Last but not least, I'd love to see a chapter about comparing your system to the current implementation of OpenCoin Ripple, where do you differ (e.g. attaching collateral to IOUs), what are your main benefits over their approach with an integrated native currency and so on.
Oy, doing that properly is not going to be easy... More so for us authors than for any 3rd party.
If someone would like to make the comparison on a chart I'll be happy to answer any questions about my system for them. That would be an awesome project for someone who has quite a lot of room in their head. (Way more than I do.)
To me the only real difference seems to be that you still want to do mining and attach collateral to IOUs.
There isn't a lot of mining in my system... Bitcoin miners are already mining to process safety for the traders in DEX, and vendors process safety for themselves... But I almost didn't use the word mining for that processing because afterall, they create their cryptobonds whenever they feel like it and have collateral to do so.

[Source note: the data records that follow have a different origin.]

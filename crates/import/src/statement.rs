use bolso_core::{Money, TransactionKind};
use chrono::NaiveDate;
use rust_decimal::Decimal;
use serde::{Deserialize, Serialize};
use std::io::Read;
use std::str::FromStr;
use thiserror::Error;

/// Column layout of a bank statement export. The bank emits a single fixed
/// format; the default carries that layout, and overrides never touch the
/// parser itself.
#[derive(Debug, Clone, Serialize, Deserialize)]
pub struct StatementLayout {
    pub delimiter: String,
    pub date_column: usize,
    pub description_column: usize,
    pub amount_column: usize,
    pub date_format: String,
    /// Currency token stripped from the amount field before parsing.
    pub currency_prefix: String,
}

impl Default for StatementLayout {
    fn default() -> Self {
        Self {
            delimiter: ";".to_string(),
            date_column: 0,
            description_column: 1,
            amount_column: 2,
            date_format: "%d/%m/%Y".to_string(),
            currency_prefix: "R$".to_string(),
        }
    }
}

/// One normalized statement line: magnitude and direction split apart,
/// not yet classified.
#[derive(Debug, Clone, PartialEq)]
pub struct StatementEntry {
    pub date: NaiveDate,
    pub description: String,
    pub amount: Money,
    pub kind: TransactionKind,
}

#[derive(Error, Debug)]
pub enum LineError {
    #[error("expected at least {expected} fields, got {got}")]
    TooFewFields { expected: usize, got: usize },
    #[error("invalid date: {0}")]
    InvalidDate(String),
    #[error("invalid amount: {0}")]
    InvalidAmount(String),
}

/// Lazy, single-pass reader over a statement document. The first line is
/// always consumed as a header and never validated. Lines that fail to
/// normalize are logged and skipped; they never abort the batch.
pub struct StatementReader<R: Read> {
    records: csv::StringRecordsIntoIter<R>,
    layout: StatementLayout,
}

impl<R: Read> StatementReader<R> {
    pub fn new(data: R, layout: StatementLayout) -> Self {
        let delimiter = layout.delimiter.as_bytes().first().copied().unwrap_or(b';');
        let reader = csv::ReaderBuilder::new()
            .has_headers(true)
            .flexible(true)
            .delimiter(delimiter)
            .from_reader(data);
        Self {
            records: reader.into_records(),
            layout,
        }
    }
}

impl<R: Read> Iterator for StatementReader<R> {
    type Item = StatementEntry;

    fn next(&mut self) -> Option<StatementEntry> {
        loop {
            match self.records.next()? {
                Ok(record) => {
                    if record.is_empty() || record.iter().all(|f| f.trim().is_empty()) {
                        continue;
                    }
                    match parse_record(&record, &self.layout) {
                        Ok(entry) => return Some(entry),
                        Err(reason) => {
                            let raw = record
                                .iter()
                                .collect::<Vec<_>>()
                                .join(self.layout.delimiter.as_str());
                            tracing::warn!(line = %raw, %reason, "skipping statement line");
                        }
                    }
                }
                Err(err) => {
                    tracing::warn!(error = %err, "skipping undecodable statement line");
                }
            }
        }
    }
}

fn parse_record(
    record: &csv::StringRecord,
    layout: &StatementLayout,
) -> Result<StatementEntry, LineError> {
    let expected = layout
        .date_column
        .max(layout.description_column)
        .max(layout.amount_column)
        + 1;
    if record.len() < expected {
        return Err(LineError::TooFewFields {
            expected,
            got: record.len(),
        });
    }

    let date = parse_date(
        record.get(layout.date_column).unwrap_or_default(),
        &layout.date_format,
    )?;
    let description = record
        .get(layout.description_column)
        .unwrap_or_default()
        .trim()
        .to_string();
    let (amount, kind) = parse_amount(
        record.get(layout.amount_column).unwrap_or_default(),
        &layout.currency_prefix,
    )?;

    Ok(StatementEntry {
        date,
        description,
        amount,
        kind,
    })
}

fn parse_date(s: &str, format: &str) -> Result<NaiveDate, LineError> {
    let s = s.trim();
    NaiveDate::parse_from_str(s, format).map_err(|_| LineError::InvalidDate(s.to_string()))
}

/// Normalizes a Brazilian-locale amount string: currency token removed,
/// `.` is a thousands separator, `,` is the decimal separator. The sign
/// becomes the transaction kind and the magnitude becomes the amount.
fn parse_amount(s: &str, currency_prefix: &str) -> Result<(Money, TransactionKind), LineError> {
    let cleaned = s.replace(currency_prefix, "");
    let cleaned = cleaned.replace('.', "").replace(',', ".");
    let cleaned = cleaned.trim();

    let value =
        Decimal::from_str(cleaned).map_err(|_| LineError::InvalidAmount(s.trim().to_string()))?;

    let kind = if value.is_sign_negative() {
        TransactionKind::Expense
    } else {
        TransactionKind::Income
    };

    Ok((Money::from_decimal(value.abs()), kind))
}
use std::sync::Arc;

use bolso_import::Classifier;
use bolso_storage::DbPool;

pub mod error;
pub mod handlers;
pub mod router;

pub use error::{ApiError, Result};
pub use router::create_router;

/// Shared application state. The classifier is loaded once at startup,
/// read-only afterwards, and shared across handlers through an `Arc`.
#[derive(Clone)]
pub struct AppState {
    pub db: DbPool,
    pub classifier: Arc<Classifier>,
}
//! Main disassembler logic

use intcode_spec::{Address, Program};

use crate::decoder::decode_at;

/// Disassemble a program into assembly text
///
/// Linear sweep from address 0. Words that do not decode to a complete
/// instruction are listed as `data` and the sweep resumes at the next word.
pub fn disassemble(program: &Program) -> String {
    let words = program.words();
    let mut output = String::new();

    output.push_str("; Intcode Disassembly\n");
    output.push_str(&format!("; Words: {}\n", words.len()));
    output.push_str(&format!("; SHA-256: {}\n", hex(&program.hash())));
    output.push('\n');

    let mut addr: Address = 0;
    while (addr as usize) < words.len() {
        match decode_at(words, addr) {
            Ok(decoded) => {
                let raw = decoded
                    .words
                    .iter()
                    .map(|w| w.to_string())
                    .collect::<Vec<_>>()
                    .join(",");
                output.push_str(&format!("{:04}:  {:<28}  {}\n", addr, raw, decoded));
                addr = decoded.next_address();
            }
            Err(_) => {
                let word = words[addr as usize];
                output.push_str(&format!("{:04}:  {:<28}  data {}\n", addr, word, word));
                addr += 1;
            }
        }
    }

    output
}

fn hex(bytes: &[u8]) -> String {
    bytes.iter().map(|b| format!("{:02x}", b)).collect()
}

The most major difference between DEX and all other systems is clearly the incentive structure. Your grandma can get paid to simply download it and let it run.
The second major difference is that it'll be Apple-product easy for your grandma to buy her first bitcoin through it.
Third? Distribution. With anonymous vendors, no government could ever clamp down on any bottlenecks of DEX, and therefore Bitcoin and all alt-coins and all cryptosecurities!
Ripple has two gateways at present. Even if they had thousands though, governments can point a gun directly at every one of them. This is a tragic flaw that wasted ever last second of their work making ripple from the start.